** Opening Material for this task block **

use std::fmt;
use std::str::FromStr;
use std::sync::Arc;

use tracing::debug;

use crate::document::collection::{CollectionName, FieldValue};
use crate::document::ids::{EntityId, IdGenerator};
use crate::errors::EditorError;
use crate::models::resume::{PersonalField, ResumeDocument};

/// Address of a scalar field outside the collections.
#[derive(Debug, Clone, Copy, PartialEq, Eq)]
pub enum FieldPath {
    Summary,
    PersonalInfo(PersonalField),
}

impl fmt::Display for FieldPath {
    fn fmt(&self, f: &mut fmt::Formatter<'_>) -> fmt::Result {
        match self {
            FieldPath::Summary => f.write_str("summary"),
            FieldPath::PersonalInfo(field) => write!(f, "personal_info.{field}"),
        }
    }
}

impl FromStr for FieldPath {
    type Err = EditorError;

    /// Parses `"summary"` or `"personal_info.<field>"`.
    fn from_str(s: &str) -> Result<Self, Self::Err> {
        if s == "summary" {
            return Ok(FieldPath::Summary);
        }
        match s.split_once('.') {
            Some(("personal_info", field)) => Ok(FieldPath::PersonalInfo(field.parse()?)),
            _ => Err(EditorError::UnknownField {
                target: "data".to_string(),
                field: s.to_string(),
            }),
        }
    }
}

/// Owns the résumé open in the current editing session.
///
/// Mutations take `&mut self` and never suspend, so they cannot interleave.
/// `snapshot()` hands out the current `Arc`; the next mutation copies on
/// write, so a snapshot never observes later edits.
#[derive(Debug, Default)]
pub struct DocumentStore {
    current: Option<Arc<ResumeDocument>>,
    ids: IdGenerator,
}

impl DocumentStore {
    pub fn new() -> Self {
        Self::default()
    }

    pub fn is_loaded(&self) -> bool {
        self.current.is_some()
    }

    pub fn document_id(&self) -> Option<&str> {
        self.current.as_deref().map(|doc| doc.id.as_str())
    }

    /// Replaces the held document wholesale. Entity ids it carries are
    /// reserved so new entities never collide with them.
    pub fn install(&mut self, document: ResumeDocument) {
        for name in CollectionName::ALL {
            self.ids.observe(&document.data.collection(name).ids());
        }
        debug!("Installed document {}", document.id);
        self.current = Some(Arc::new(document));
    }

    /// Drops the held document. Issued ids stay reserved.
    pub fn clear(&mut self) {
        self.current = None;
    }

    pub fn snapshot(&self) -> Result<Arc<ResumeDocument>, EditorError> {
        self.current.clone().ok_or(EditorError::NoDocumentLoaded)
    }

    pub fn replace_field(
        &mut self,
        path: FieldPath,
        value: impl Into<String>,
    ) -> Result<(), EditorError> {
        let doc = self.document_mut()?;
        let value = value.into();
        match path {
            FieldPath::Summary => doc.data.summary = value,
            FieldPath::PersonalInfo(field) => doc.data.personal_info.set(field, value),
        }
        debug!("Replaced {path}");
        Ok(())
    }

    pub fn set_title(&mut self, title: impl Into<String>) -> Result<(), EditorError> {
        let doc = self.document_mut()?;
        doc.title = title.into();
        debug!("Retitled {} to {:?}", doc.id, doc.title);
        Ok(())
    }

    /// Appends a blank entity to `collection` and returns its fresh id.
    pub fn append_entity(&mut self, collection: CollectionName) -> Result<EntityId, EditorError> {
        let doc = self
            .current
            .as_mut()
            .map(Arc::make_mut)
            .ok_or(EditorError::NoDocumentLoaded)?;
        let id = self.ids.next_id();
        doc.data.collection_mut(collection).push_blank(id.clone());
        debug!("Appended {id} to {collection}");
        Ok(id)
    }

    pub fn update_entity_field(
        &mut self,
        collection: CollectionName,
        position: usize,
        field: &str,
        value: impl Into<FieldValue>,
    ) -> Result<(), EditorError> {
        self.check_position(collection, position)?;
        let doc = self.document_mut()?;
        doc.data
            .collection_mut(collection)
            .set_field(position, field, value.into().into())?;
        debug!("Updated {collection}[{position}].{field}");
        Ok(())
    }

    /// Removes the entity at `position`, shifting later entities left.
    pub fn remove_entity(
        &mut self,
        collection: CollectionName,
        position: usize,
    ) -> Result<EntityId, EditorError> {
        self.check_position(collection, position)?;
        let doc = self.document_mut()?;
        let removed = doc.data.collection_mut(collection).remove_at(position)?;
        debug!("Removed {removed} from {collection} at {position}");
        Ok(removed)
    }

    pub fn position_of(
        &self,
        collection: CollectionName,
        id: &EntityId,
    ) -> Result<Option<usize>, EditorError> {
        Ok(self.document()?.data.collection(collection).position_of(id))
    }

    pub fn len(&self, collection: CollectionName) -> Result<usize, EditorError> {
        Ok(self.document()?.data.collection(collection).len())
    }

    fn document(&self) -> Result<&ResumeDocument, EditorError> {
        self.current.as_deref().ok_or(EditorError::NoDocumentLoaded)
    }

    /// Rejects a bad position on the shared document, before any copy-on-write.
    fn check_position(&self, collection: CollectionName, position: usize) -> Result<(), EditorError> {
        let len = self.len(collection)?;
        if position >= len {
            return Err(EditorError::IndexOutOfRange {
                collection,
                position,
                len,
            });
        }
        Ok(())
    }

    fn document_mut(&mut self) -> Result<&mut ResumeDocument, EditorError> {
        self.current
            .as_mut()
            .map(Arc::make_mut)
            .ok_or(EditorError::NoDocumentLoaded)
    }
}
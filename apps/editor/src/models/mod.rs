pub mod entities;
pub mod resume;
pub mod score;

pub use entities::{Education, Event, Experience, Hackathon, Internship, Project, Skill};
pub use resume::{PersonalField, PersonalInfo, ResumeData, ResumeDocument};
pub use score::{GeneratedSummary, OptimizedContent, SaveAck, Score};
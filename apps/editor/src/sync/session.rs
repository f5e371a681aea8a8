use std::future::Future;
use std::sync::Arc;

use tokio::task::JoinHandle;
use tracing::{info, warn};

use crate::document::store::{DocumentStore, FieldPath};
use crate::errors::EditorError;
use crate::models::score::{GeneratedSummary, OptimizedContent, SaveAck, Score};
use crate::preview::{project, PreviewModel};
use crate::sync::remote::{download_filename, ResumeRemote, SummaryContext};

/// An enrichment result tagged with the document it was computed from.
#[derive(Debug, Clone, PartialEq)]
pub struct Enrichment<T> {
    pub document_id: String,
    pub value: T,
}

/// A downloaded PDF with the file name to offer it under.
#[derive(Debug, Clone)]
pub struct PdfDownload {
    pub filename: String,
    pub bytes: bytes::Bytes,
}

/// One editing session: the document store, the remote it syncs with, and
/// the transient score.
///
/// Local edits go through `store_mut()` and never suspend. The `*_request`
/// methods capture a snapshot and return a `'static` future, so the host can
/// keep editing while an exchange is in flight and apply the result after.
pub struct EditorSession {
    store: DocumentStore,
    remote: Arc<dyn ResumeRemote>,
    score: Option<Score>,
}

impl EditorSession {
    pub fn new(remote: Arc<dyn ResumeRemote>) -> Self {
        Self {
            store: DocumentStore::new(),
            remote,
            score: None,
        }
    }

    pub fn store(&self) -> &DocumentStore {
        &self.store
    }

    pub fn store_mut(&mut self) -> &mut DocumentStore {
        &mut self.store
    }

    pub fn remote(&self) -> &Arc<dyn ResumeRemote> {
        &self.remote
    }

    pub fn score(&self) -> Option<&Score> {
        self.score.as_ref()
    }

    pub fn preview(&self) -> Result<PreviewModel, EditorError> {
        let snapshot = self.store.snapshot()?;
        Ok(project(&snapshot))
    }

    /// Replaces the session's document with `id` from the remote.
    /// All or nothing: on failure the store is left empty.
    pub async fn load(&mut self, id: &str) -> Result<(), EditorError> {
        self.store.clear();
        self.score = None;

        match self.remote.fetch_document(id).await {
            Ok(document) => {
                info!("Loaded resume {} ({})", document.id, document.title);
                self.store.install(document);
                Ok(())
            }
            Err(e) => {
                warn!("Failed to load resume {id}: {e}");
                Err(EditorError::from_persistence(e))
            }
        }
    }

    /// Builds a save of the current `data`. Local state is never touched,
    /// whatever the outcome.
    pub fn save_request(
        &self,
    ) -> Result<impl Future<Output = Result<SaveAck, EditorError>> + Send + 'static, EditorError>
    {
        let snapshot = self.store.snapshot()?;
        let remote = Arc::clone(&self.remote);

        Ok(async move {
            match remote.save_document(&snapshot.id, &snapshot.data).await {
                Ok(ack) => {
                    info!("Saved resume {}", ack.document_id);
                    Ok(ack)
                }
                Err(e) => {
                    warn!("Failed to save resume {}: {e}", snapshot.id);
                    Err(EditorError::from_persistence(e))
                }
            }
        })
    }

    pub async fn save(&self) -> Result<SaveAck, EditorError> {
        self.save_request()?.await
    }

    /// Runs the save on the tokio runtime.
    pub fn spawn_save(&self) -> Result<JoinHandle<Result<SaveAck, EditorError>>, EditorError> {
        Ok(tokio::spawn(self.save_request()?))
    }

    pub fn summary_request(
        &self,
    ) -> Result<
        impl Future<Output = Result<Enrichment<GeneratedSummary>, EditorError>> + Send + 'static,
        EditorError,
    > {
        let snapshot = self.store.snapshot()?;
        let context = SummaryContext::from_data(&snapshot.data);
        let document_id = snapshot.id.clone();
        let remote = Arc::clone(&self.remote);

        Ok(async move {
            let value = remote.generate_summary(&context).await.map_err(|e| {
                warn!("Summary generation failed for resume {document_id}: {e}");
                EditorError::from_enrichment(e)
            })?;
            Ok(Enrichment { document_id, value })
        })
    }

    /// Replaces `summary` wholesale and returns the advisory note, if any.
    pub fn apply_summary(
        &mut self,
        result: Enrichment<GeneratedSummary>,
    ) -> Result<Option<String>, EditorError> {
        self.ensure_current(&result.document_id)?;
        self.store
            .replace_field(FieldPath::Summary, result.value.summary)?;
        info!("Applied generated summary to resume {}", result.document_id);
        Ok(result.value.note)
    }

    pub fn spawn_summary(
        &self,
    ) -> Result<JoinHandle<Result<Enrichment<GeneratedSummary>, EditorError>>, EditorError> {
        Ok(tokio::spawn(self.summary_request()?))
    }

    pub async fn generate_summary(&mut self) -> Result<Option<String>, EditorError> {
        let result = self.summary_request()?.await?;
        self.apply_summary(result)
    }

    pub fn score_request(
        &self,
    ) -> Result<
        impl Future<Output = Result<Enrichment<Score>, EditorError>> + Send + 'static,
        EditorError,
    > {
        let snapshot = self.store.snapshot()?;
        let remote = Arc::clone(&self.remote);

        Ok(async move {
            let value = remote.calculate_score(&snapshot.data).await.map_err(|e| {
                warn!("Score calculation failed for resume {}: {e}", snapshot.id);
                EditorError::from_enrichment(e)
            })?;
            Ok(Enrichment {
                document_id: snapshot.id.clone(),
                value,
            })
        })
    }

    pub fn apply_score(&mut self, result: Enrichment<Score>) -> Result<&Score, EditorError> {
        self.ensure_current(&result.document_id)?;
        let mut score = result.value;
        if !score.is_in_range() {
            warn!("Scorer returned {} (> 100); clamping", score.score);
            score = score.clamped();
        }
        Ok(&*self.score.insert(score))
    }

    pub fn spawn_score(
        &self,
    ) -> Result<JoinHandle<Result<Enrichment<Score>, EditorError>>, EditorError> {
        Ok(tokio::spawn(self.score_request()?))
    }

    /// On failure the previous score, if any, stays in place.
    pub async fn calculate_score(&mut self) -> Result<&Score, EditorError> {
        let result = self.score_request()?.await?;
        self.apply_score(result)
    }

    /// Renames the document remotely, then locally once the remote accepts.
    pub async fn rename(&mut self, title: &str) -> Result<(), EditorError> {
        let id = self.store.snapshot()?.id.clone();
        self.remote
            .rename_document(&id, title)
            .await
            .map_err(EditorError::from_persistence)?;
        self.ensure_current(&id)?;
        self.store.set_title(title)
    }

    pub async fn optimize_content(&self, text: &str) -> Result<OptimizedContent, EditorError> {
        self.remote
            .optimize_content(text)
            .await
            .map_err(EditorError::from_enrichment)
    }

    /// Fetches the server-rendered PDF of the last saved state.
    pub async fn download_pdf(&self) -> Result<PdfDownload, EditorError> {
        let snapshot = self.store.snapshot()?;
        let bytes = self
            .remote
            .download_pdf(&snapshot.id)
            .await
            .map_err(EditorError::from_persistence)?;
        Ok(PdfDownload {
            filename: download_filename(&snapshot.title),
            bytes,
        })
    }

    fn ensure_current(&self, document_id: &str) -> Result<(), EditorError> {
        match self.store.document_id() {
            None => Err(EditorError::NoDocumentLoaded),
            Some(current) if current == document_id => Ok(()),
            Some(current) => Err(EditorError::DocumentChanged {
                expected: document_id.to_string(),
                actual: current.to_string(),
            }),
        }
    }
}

** Closing Material for this task block **

> **Brief**: Where does "FieldPath" appear in the records above? Copy every line that has it.

> **Result of this task**:
pub enum FieldPath {
impl fmt::Display for FieldPath {
            FieldPath::Summary => f.write_str("summary"),
            FieldPath::PersonalInfo(field) => write!(f, "personal_info.{field}"),
impl FromStr for FieldPath {
            return Ok(FieldPath::Summary);
            Some(("personal_info", field)) => Ok(FieldPath::PersonalInfo(field.parse()?)),
        path: FieldPath,
            FieldPath::Summary => doc.data.summary = value,
            FieldPath::PersonalInfo(field) => doc.data.personal_info.set(field, value),
use crate::document::store::{DocumentStore, FieldPath};
            .replace_field(FieldPath::Summary, result.value.summary)?;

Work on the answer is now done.